**Brief:** Set down the records below in full, exactly as they read.

**Excerpted records:**
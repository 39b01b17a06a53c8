//! Cache configuration.
//!
//! Controls what is cached, for how long, and which request signals bypass
//! the cache. Populated from the `[cache]` table of `blobcache.toml`.

use std::time::Duration;

pub(crate) const DEFAULT_EXPIRATION_SECS: i64 = 300;
pub(crate) const DEFAULT_NOT_FOUND_EXPIRATION_SECS: i64 = 300;
pub(crate) const DEFAULT_COMMENT_MARKER_TTL_SECS: u64 = 1800;
pub(crate) const DEFAULT_STORE_TIMEOUT_MS: u64 = 2000;
pub(crate) const DEFAULT_MAX_BODY_BYTES: usize = 8 * 1024 * 1024;
pub(crate) const DEFAULT_SESSION_COOKIE_MARKER: &str = "wordpress_logged_in";
pub(crate) const DEFAULT_COMMENT_ENDPOINT: &str = "wp-comments-post.php";
pub(crate) const DEFAULT_SCHEME: &str = "http";
pub(crate) const DEFAULT_PRESERVED_HEADERS: &[&str] = &["content-type", "cache-control"];

/// Request paths that never reach the cache.
pub(crate) const SYSTEM_PATHS: &[&str] = &[
    "wp-admin",
    "wp-login.php",
    "wp-cron.php",
    "wp-comments-post.php",
    "xmlrpc.php",
    "wp-signup.php",
    "wp-trackback.php",
    "wp-links-opml.php",
    "wp-blog-header.php",
];

#[derive(Debug, Clone)]
pub struct CacheConfig {
    /// Master switch for the response cache.
    pub enabled: bool,
    /// Lifetime of a cached page; non-positive values fall back to 300.
    pub expiration_seconds: Option<i64>,
    /// Lifetime of a cached 404 page.
    pub not_found_expiration_seconds: Option<i64>,
    /// Comma separated `host/path` list that is never cached.
    pub exclusions: String,
    /// Lifetime of the pending-comment cookie.
    pub comment_marker_ttl_seconds: u64,
    /// Upper bound for every blob store call.
    pub store_timeout_ms: u64,
    /// Response headers replayed on a hit (lowercase names).
    pub preserved_headers: Vec<String>,
    /// Substring of a cookie name that marks a logged-in visitor.
    pub session_cookie_marker: String,
    /// Request path suffix of the comment submission endpoint.
    pub comment_endpoint: String,
    /// Operator-designated paths bypassed in addition to [`SYSTEM_PATHS`].
    pub bypass_paths: Vec<String>,
    /// Add timing comments to HTML responses.
    pub annotate_html: bool,
    /// Bodies larger than this are delivered but not stored.
    pub max_body_bytes: usize,
    /// Scheme of the public site when no forwarded scheme is trusted.
    pub default_scheme: String,
    /// Take the scheme from `X-Forwarded-Proto` (TLS terminated upstream).
    pub trust_forwarded_proto: bool,
}

impl Default for CacheConfig {
    fn default() -> Self {
        Self {
            enabled: true,
            expiration_seconds: None,
            not_found_expiration_seconds: None,
            exclusions: String::new(),
            comment_marker_ttl_seconds: DEFAULT_COMMENT_MARKER_TTL_SECS,
            store_timeout_ms: DEFAULT_STORE_TIMEOUT_MS,
            preserved_headers: DEFAULT_PRESERVED_HEADERS
                .iter()
                .map(|name| name.to_string())
                .collect(),
            session_cookie_marker: DEFAULT_SESSION_COOKIE_MARKER.to_string(),
            comment_endpoint: DEFAULT_COMMENT_ENDPOINT.to_string(),
            bypass_paths: Vec::new(),
            annotate_html: true,
            max_body_bytes: DEFAULT_MAX_BODY_BYTES,
            default_scheme: DEFAULT_SCHEME.to_string(),
            trust_forwarded_proto: false,
        }
    }
}

impl CacheConfig {
    pub fn store_timeout(&self) -> Duration {
        Duration::from_millis(self.store_timeout_ms.max(1))
    }

    pub fn comment_marker_ttl(&self) -> Duration {
        Duration::from_secs(self.comment_marker_ttl_seconds)
    }

    pub fn preserves_header(&self, name: &str) -> bool {
        self.preserved_headers
            .iter()
            .any(|preserved| preserved.eq_ignore_ascii_case(name))
    }
}

#[cfg(test)]
mod tests {
    use super::*;

    #[test]
    fn default_values() {
        let config = CacheConfig::default();
        assert!(config.enabled);
        assert_eq!(config.expiration_seconds, None);
        assert_eq!(config.comment_marker_ttl_seconds, 1800);
        assert_eq!(config.store_timeout_ms, 2000);
        assert_eq!(config.session_cookie_marker, "wordpress_logged_in");
        assert!(config.annotate_html);
    }

    #[test]
    fn preserved_headers_match_case_insensitively() {
        let config = CacheConfig::default();
        assert!(config.preserves_header("Content-Type"));
        assert!(config.preserves_header("CACHE-CONTROL"));
        assert!(!config.preserves_header("set-cookie"));
    }

    #[test]
    fn zero_timeout_is_clamped() {
        let config = CacheConfig {
            store_timeout_ms: 0,
            ..Default::default()
        };
        assert_eq!(config.store_timeout(), Duration::from_millis(1));
    }
}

**Solution to this exercise:**
repository 39b01b17a06a53c8
//! Cache configuration.
//!
//! Controls what is cached, for how long, and which request signals bypass
//! the cache. Populated from the `[cache]` table of `blobcache.toml`.

use std::time::Duration;

pub(crate) const DEFAULT_EXPIRATION_SECS: i64 = 300;
pub(crate) const DEFAULT_NOT_FOUND_EXPIRATION_SECS: i64 = 300;
pub(crate) const DEFAULT_COMMENT_MARKER_TTL_SECS: u64 = 1800;
pub(crate) const DEFAULT_STORE_TIMEOUT_MS: u64 = 2000;
pub(crate) const DEFAULT_MAX_BODY_BYTES: usize = 8 * 1024 * 1024;
pub(crate) const DEFAULT_SESSION_COOKIE_MARKER: &str = "wordpress_logged_in";
pub(crate) const DEFAULT_COMMENT_ENDPOINT: &str = "wp-comments-post.php";
pub(crate) const DEFAULT_SCHEME: &str = "http";
pub(crate) const DEFAULT_PRESERVED_HEADERS: &[&str] = &["content-type", "cache-control"];

/// Request paths that never reach the cache.
pub(crate) const SYSTEM_PATHS: &[&str] = &[
    "wp-admin",
    "wp-login.php",
    "wp-cron.php",
    "wp-comments-post.php",
    "xmlrpc.php",
    "wp-signup.php",
    "wp-trackback.php",
    "wp-links-opml.php",
    "wp-blog-header.php",
];

#[derive(Debug, Clone)]
pub struct CacheConfig {
    /// Master switch for the response cache.
    pub enabled: bool,
    /// Lifetime of a cached page; non-positive values fall back to 300.
    pub expiration_seconds: Option<i64>,
    /// Lifetime of a cached 404 page.
    pub not_found_expiration_seconds: Option<i64>,
    /// Comma separated `host/path` list that is never cached.
    pub exclusions: String,
    /// Lifetime of the pending-comment cookie.
    pub comment_marker_ttl_seconds: u64,
    /// Upper bound for every blob store call.
    pub store_timeout_ms: u64,
    /// Response headers replayed on a hit (lowercase names).
    pub preserved_headers: Vec<String>,
    /// Substring of a cookie name that marks a logged-in visitor.
    pub session_cookie_marker: String,
    /// Request path suffix of the comment submission endpoint.
    pub comment_endpoint: String,
    /// Operator-designated paths bypassed in addition to [`SYSTEM_PATHS`].
    pub bypass_paths: Vec<String>,
    /// Add timing comments to HTML responses.
    pub annotate_html: bool,
    /// Bodies larger than this are delivered but not stored.
    pub max_body_bytes: usize,
    /// Scheme of the public site when no forwarded scheme is trusted.
    pub default_scheme: String,
    /// Take the scheme from `X-Forwarded-Proto` (TLS terminated upstream).
    pub trust_forwarded_proto: bool,
}

impl Default for CacheConfig {
    fn default() -> Self {
        Self {
            enabled: true,
            expiration_seconds: None,
            not_found_expiration_seconds: None,
            exclusions: String::new(),
            comment_marker_ttl_seconds: DEFAULT_COMMENT_MARKER_TTL_SECS,
            store_timeout_ms: DEFAULT_STORE_TIMEOUT_MS,
            preserved_headers: DEFAULT_PRESERVED_HEADERS
                .iter()
                .map(|name| name.to_string())
                .collect(),
            session_cookie_marker: DEFAULT_SESSION_COOKIE_MARKER.to_string(),
            comment_endpoint: DEFAULT_COMMENT_ENDPOINT.to_string(),
            bypass_paths: Vec::new(),
            annotate_html: true,
            max_body_bytes: DEFAULT_MAX_BODY_BYTES,
            default_scheme: DEFAULT_SCHEME.to_string(),
            trust_forwarded_proto: false,
        }
    }
}

impl CacheConfig {
    pub fn store_timeout(&self) -> Duration {
        Duration::from_millis(self.store_timeout_ms.max(1))
    }

    pub fn comment_marker_ttl(&self) -> Duration {
        Duration::from_secs(self.comment_marker_ttl_seconds)
    }

    pub fn preserves_header(&self, name: &str) -> bool {
        self.preserved_headers
            .iter()
            .any(|preserved| preserved.eq_ignore_ascii_case(name))
    }
}

#[cfg(test)]
mod tests {
    use super::*;

    #[test]
    fn default_values() {
        let config = CacheConfig::default();
        assert!(config.enabled);
        assert_eq!(config.expiration_seconds, None);
        assert_eq!(config.comment_marker_ttl_seconds, 1800);
        assert_eq!(config.store_timeout_ms, 2000);
        assert_eq!(config.session_cookie_marker, "wordpress_logged_in");
        assert!(config.annotate_html);
    }

    #[test]
    fn preserved_headers_match_case_insensitively() {
        let config = CacheConfig::default();
        assert!(config.preserves_header("Content-Type"));
        assert!(config.preserves_header("CACHE-CONTROL"));
        assert!(!config.preserves_header("set-cookie"));
    }

    #[test]
    fn zero_timeout_is_clamped() {
        let config = CacheConfig {
            store_timeout_ms: 0,
            ..Default::default()
        };
        assert_eq!(config.store_timeout(), Duration::from_millis(1));
    }
}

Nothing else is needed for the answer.